● TO DO
Transcribe all the material exactly. Leave every line as it is.

_ _ _ _

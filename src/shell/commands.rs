//! Built-in diagnostic command handlers
//!
//! The four commands every console ships with: heap statistics, a task
//! registry listing, the kernel self-test, and a raw write throughput
//! stress. All follow the uniform argument policy: any argument at all
//! yields the usage line and no action.

use super::{Command, Context};
use crate::kernel::{Kernel, SpawnError, TaskSnapshot};
use crate::stream::{self, Console, Write};

/// Pattern written by the `write` command: sixteen 64-character hex ruler
/// lines, CRLF-terminated.
pub const WRITE_PATTERN: &str =
    "0123456789abcdef0123456789abcdef0123456789abcdef0123456789abcdef\r\n\
     0123456789abcdef0123456789abcdef0123456789abcdef0123456789abcdef\r\n\
     0123456789abcdef0123456789abcdef0123456789abcdef0123456789abcdef\r\n\
     0123456789abcdef0123456789abcdef0123456789abcdef0123456789abcdef\r\n\
     0123456789abcdef0123456789abcdef0123456789abcdef0123456789abcdef\r\n\
     0123456789abcdef0123456789abcdef0123456789abcdef0123456789abcdef\r\n\
     0123456789abcdef0123456789abcdef0123456789abcdef0123456789abcdef\r\n\
     0123456789abcdef0123456789abcdef0123456789abcdef0123456789abcdef\r\n\
     0123456789abcdef0123456789abcdef0123456789abcdef0123456789abcdef\r\n\
     0123456789abcdef0123456789abcdef0123456789abcdef0123456789abcdef\r\n\
     0123456789abcdef0123456789abcdef0123456789abcdef0123456789abcdef\r\n\
     0123456789abcdef0123456789abcdef0123456789abcdef0123456789abcdef\r\n\
     0123456789abcdef0123456789abcdef0123456789abcdef0123456789abcdef\r\n\
     0123456789abcdef0123456789abcdef0123456789abcdef0123456789abcdef\r\n\
     0123456789abcdef0123456789abcdef0123456789abcdef0123456789abcdef\r\n\
     0123456789abcdef0123456789abcdef0123456789abcdef0123456789abcdef\r\n";

/// `mem` — report allocator statistics.
pub fn cmd_mem<K: Kernel, C: Console, P: Write>(ctx: &mut Context<'_, K, C, P>, args: &[&str]) {
    if !args.is_empty() {
        ctx.print_str("Usage: mem\r\n");
        return;
    }
    let status = ctx.kernel.heap_status();
    ctx.print_fmt(format_args!(
        "core free memory : {} bytes\r\n",
        status.core_free
    ));
    ctx.print_fmt(format_args!("heap fragments   : {}\r\n", status.fragments));
    ctx.print_fmt(format_args!(
        "heap free total  : {} bytes\r\n",
        status.heap_free
    ));
}

/// `threads` — list every live task known to the host scheduler.
pub fn cmd_threads<K: Kernel, C: Console, P: Write>(ctx: &mut Context<'_, K, C, P>, args: &[&str]) {
    if !args.is_empty() {
        ctx.print_str("Usage: threads\r\n");
        return;
    }
    ctx.print_str("    addr    stack prio refs     state\r\n");
    let Context {
        kernel, console, ..
    } = ctx;
    kernel.visit_tasks(&mut |task: &TaskSnapshot| {
        stream::write_fmt(
            &mut **console,
            format_args!(
                "{:08x} {:08x} {:4} {:4} {:>9}\r\n",
                task.address,
                task.stack_pointer,
                task.priority.0,
                task.refs.saturating_sub(1),
                task.state.name(),
            ),
        );
    });
}

/// `test` — run the kernel self-test as a bounded sub-task and wait for it.
///
/// The sub-task runs at the session's own priority and is reclaimed before
/// the handler returns; it never outlives the command.
pub fn cmd_test<K: Kernel, C: Console, P: Write>(ctx: &mut Context<'_, K, C, P>, args: &[&str]) {
    if !args.is_empty() {
        ctx.print_str("Usage: test\r\n");
        return;
    }
    let priority = ctx.kernel.current_priority();
    match ctx.kernel.spawn_self_test(priority) {
        Ok(handle) => {
            ctx.kernel.join(&handle);
            ctx.kernel.release(handle);
        }
        Err(SpawnError::OutOfMemory) => ctx.print_str("out of memory\r\n"),
    }
}

/// `write` — stream the fixed pattern to the dedicated port until any byte
/// arrives on the session's own input.
///
/// The loop busy-polls without suspending, monopolizing its priority level
/// for maximum throughput until the operator interrupts it. The pending
/// byte is peeked, not consumed.
pub fn cmd_write<K: Kernel, C: Console, P: Write>(ctx: &mut Context<'_, K, C, P>, args: &[&str]) {
    if !args.is_empty() {
        ctx.print_str("Usage: write\r\n");
        return;
    }
    while !ctx.console.input_pending() {
        let _ = ctx.port.write_all(WRITE_PATTERN.as_bytes());
    }
    ctx.print_str("\r\n\nstopped\r\n");
}

/// The standard four-entry diagnostic command table.
pub fn builtin_commands<K: Kernel, C: Console, P: Write>() -> [Command<K, C, P>; 4] {
    [
        Command {
            name: "mem",
            handler: cmd_mem,
        },
        Command {
            name: "threads",
            handler: cmd_threads,
        },
        Command {
            name: "test",
            handler: cmd_test,
        },
        Command {
            name: "write",
            handler: cmd_write,
        },
    ]
}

_ _ _ _

● EXERCISE OUTPUT
filename src/shell/commands.rs
//! Built-in diagnostic command handlers
//!
//! The four commands every console ships with: heap statistics, a task
//! registry listing, the kernel self-test, and a raw write throughput
//! stress. All follow the uniform argument policy: any argument at all
//! yields the usage line and no action.

use super::{Command, Context};
use crate::kernel::{Kernel, SpawnError, TaskSnapshot};
use crate::stream::{self, Console, Write};

/// Pattern written by the `write` command: sixteen 64-character hex ruler
/// lines, CRLF-terminated.
pub const WRITE_PATTERN: &str =
    "0123456789abcdef0123456789abcdef0123456789abcdef0123456789abcdef\r\n\
     0123456789abcdef0123456789abcdef0123456789abcdef0123456789abcdef\r\n\
     0123456789abcdef0123456789abcdef0123456789abcdef0123456789abcdef\r\n\
     0123456789abcdef0123456789abcdef0123456789abcdef0123456789abcdef\r\n\
     0123456789abcdef0123456789abcdef0123456789abcdef0123456789abcdef\r\n\
     0123456789abcdef0123456789abcdef0123456789abcdef0123456789abcdef\r\n\
     0123456789abcdef0123456789abcdef0123456789abcdef0123456789abcdef\r\n\
     0123456789abcdef0123456789abcdef0123456789abcdef0123456789abcdef\r\n\
     0123456789abcdef0123456789abcdef0123456789abcdef0123456789abcdef\r\n\
     0123456789abcdef0123456789abcdef0123456789abcdef0123456789abcdef\r\n\
     0123456789abcdef0123456789abcdef0123456789abcdef0123456789abcdef\r\n\
     0123456789abcdef0123456789abcdef0123456789abcdef0123456789abcdef\r\n\
     0123456789abcdef0123456789abcdef0123456789abcdef0123456789abcdef\r\n\
     0123456789abcdef0123456789abcdef0123456789abcdef0123456789abcdef\r\n\
     0123456789abcdef0123456789abcdef0123456789abcdef0123456789abcdef\r\n\
     0123456789abcdef0123456789abcdef0123456789abcdef0123456789abcdef\r\n";

/// `mem` — report allocator statistics.
pub fn cmd_mem<K: Kernel, C: Console, P: Write>(ctx: &mut Context<'_, K, C, P>, args: &[&str]) {
    if !args.is_empty() {
        ctx.print_str("Usage: mem\r\n");
        return;
    }
    let status = ctx.kernel.heap_status();
    ctx.print_fmt(format_args!(
        "core free memory : {} bytes\r\n",
        status.core_free
    ));
    ctx.print_fmt(format_args!("heap fragments   : {}\r\n", status.fragments));
    ctx.print_fmt(format_args!(
        "heap free total  : {} bytes\r\n",
        status.heap_free
    ));
}

/// `threads` — list every live task known to the host scheduler.
pub fn cmd_threads<K: Kernel, C: Console, P: Write>(ctx: &mut Context<'_, K, C, P>, args: &[&str]) {
    if !args.is_empty() {
        ctx.print_str("Usage: threads\r\n");
        return;
    }
    ctx.print_str("    addr    stack prio refs     state\r\n");
    let Context {
        kernel, console, ..
    } = ctx;
    kernel.visit_tasks(&mut |task: &TaskSnapshot| {
        stream::write_fmt(
            &mut **console,
            format_args!(
                "{:08x} {:08x} {:4} {:4} {:>9}\r\n",
                task.address,
                task.stack_pointer,
                task.priority.0,
                task.refs.saturating_sub(1),
                task.state.name(),
            ),
        );
    });
}

/// `test` — run the kernel self-test as a bounded sub-task and wait for it.
///
/// The sub-task runs at the session's own priority and is reclaimed before
/// the handler returns; it never outlives the command.
pub fn cmd_test<K: Kernel, C: Console, P: Write>(ctx: &mut Context<'_, K, C, P>, args: &[&str]) {
    if !args.is_empty() {
        ctx.print_str("Usage: test\r\n");
        return;
    }
    let priority = ctx.kernel.current_priority();
    match ctx.kernel.spawn_self_test(priority) {
        Ok(handle) => {
            ctx.kernel.join(&handle);
            ctx.kernel.release(handle);
        }
        Err(SpawnError::OutOfMemory) => ctx.print_str("out of memory\r\n"),
    }
}

/// `write` — stream the fixed pattern to the dedicated port until any byte
/// arrives on the session's own input.
///
/// The loop busy-polls without suspending, monopolizing its priority level
/// for maximum throughput until the operator interrupts it. The pending
/// byte is peeked, not consumed.
pub fn cmd_write<K: Kernel, C: Console, P: Write>(ctx: &mut Context<'_, K, C, P>, args: &[&str]) {
    if !args.is_empty() {
        ctx.print_str("Usage: write\r\n");
        return;
    }
    while !ctx.console.input_pending() {
        let _ = ctx.port.write_all(WRITE_PATTERN.as_bytes());
    }
    ctx.print_str("\r\n\nstopped\r\n");
}

/// The standard four-entry diagnostic command table.
pub fn builtin_commands<K: Kernel, C: Console, P: Write>() -> [Command<K, C, P>; 4] {
    [
        Command {
            name: "mem",
            handler: cmd_mem,
        },
        Command {
            name: "threads",
            handler: cmd_threads,
        },
        Command {
            name: "test",
            handler: cmd_test,
        },
        Command {
            name: "write",
            handler: cmd_write,
        },
    ]
}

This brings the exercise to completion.